▸ What you will do
Search the data for "units" and copy every matching line.

▸ Exercise material
= = = =

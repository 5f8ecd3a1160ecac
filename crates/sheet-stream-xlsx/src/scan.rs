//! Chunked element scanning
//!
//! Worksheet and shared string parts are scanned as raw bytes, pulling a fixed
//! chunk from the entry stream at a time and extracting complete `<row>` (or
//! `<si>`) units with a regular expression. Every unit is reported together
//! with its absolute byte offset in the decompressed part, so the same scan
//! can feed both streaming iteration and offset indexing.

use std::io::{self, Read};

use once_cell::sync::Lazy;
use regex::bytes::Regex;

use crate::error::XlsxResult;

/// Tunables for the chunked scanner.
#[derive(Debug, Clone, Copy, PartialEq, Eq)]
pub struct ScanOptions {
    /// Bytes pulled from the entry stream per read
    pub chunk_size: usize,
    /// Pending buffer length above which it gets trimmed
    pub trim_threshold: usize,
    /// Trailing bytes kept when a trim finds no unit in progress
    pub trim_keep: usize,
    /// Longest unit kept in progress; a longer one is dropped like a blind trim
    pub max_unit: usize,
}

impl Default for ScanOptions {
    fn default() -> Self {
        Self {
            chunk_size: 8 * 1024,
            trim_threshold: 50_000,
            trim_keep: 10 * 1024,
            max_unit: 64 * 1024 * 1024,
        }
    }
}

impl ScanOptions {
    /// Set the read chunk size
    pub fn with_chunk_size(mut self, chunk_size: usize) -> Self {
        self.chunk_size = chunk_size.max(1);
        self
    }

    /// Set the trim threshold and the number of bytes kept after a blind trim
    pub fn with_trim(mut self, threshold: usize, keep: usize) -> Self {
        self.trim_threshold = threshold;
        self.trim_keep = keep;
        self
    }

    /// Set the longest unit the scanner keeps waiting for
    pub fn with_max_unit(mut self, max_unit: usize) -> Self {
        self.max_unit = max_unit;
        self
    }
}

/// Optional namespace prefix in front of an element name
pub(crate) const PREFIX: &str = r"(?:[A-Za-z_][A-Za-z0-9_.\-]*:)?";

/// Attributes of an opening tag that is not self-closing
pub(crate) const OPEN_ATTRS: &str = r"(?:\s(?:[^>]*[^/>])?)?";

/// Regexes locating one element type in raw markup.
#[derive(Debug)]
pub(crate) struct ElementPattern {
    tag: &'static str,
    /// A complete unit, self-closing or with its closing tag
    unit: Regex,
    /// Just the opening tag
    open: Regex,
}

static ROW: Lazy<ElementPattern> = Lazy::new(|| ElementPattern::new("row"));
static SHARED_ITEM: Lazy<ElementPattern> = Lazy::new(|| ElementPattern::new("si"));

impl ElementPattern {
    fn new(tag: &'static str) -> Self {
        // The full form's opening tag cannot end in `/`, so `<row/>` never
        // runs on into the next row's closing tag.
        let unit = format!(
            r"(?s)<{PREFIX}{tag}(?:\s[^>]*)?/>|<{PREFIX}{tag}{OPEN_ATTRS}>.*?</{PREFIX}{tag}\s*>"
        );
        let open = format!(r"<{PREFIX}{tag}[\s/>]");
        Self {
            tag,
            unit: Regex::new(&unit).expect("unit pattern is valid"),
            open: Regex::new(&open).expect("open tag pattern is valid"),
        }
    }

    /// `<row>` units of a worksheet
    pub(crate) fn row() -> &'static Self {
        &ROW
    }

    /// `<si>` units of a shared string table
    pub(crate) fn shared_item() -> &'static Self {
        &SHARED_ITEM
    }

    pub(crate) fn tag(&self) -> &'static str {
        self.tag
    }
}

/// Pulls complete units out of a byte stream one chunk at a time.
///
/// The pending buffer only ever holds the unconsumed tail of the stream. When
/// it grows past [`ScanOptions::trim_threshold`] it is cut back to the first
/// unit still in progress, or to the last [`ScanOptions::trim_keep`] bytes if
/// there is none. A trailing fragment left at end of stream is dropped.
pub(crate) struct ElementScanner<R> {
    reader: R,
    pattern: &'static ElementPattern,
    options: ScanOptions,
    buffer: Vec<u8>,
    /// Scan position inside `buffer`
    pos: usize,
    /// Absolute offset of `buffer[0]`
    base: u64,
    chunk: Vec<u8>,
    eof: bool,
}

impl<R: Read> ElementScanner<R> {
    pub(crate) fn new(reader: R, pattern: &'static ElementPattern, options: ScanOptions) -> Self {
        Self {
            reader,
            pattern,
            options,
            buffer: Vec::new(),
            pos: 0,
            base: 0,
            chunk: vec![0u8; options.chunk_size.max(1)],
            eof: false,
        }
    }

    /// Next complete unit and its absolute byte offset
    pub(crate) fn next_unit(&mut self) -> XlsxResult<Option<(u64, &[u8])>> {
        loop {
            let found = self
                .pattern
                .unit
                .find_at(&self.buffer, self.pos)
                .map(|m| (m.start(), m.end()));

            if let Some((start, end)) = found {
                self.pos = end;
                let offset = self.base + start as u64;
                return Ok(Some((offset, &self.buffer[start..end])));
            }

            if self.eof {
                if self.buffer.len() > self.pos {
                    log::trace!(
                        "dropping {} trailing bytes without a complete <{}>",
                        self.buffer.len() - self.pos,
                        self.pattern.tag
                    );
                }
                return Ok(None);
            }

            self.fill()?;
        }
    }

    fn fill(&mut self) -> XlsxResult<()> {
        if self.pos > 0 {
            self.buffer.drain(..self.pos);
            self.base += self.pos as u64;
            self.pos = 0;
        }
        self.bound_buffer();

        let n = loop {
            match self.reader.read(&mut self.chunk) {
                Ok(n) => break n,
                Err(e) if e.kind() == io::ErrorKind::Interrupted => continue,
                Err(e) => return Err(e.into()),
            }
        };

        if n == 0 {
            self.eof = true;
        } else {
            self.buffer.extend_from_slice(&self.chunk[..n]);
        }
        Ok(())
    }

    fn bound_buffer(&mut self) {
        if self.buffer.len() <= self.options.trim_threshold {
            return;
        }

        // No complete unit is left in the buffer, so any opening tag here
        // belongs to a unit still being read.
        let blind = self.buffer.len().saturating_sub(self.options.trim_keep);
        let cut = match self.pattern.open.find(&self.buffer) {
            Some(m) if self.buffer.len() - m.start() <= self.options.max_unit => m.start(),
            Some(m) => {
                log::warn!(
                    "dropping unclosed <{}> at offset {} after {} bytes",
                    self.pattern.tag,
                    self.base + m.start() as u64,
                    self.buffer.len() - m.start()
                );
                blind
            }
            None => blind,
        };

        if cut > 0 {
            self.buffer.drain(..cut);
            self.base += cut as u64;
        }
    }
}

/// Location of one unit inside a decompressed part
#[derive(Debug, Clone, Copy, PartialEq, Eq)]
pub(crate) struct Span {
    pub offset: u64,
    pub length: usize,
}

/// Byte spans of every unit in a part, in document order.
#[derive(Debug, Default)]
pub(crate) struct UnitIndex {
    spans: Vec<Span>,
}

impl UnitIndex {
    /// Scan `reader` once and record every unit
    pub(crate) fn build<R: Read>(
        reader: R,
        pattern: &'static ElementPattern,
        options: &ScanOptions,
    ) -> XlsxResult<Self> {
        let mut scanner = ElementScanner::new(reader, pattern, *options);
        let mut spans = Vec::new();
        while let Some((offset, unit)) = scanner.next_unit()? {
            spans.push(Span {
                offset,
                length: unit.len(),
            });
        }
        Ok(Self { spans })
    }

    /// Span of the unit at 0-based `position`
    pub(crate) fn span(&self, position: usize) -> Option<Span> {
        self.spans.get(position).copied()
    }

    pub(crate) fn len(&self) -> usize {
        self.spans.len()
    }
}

= = = =

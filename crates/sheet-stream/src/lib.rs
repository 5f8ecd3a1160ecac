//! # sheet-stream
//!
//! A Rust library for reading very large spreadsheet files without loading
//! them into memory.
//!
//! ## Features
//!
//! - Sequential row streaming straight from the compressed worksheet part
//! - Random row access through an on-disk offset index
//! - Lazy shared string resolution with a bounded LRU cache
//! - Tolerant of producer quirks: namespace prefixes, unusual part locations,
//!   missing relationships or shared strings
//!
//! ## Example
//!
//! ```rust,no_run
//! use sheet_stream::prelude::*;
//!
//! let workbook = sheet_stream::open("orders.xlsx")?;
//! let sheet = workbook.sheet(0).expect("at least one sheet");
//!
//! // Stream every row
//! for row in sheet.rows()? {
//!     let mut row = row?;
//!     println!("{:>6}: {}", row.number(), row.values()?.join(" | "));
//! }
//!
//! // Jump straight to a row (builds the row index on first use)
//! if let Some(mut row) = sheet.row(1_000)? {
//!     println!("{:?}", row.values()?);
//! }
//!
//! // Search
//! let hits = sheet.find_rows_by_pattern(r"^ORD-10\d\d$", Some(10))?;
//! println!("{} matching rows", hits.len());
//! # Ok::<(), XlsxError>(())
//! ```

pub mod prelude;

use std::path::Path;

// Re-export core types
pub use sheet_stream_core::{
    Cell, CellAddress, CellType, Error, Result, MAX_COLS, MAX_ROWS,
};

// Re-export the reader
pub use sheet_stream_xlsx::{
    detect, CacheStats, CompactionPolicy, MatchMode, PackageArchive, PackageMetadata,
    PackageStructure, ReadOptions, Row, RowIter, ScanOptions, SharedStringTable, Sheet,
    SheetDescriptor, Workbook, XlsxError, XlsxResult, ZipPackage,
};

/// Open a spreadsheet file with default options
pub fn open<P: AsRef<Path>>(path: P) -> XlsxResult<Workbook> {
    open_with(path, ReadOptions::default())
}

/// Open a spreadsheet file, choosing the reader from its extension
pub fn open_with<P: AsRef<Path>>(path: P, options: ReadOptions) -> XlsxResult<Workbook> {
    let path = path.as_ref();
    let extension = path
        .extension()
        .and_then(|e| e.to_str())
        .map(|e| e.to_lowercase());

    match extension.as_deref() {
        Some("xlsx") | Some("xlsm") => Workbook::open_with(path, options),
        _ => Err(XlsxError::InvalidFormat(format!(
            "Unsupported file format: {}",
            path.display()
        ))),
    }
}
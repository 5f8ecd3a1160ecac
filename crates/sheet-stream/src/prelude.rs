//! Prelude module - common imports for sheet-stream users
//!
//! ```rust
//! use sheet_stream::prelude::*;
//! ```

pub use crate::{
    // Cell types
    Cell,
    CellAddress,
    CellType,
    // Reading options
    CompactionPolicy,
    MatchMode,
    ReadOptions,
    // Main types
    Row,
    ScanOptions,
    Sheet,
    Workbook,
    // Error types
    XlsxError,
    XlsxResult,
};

= = = =

▸ Task result
//! `<si>`) units with a regular expression. Every unit is reported together
    /// `<row>` units of a worksheet
    /// `<si>` units of a shared string table
/// Pulls complete units out of a byte stream one chunk at a time.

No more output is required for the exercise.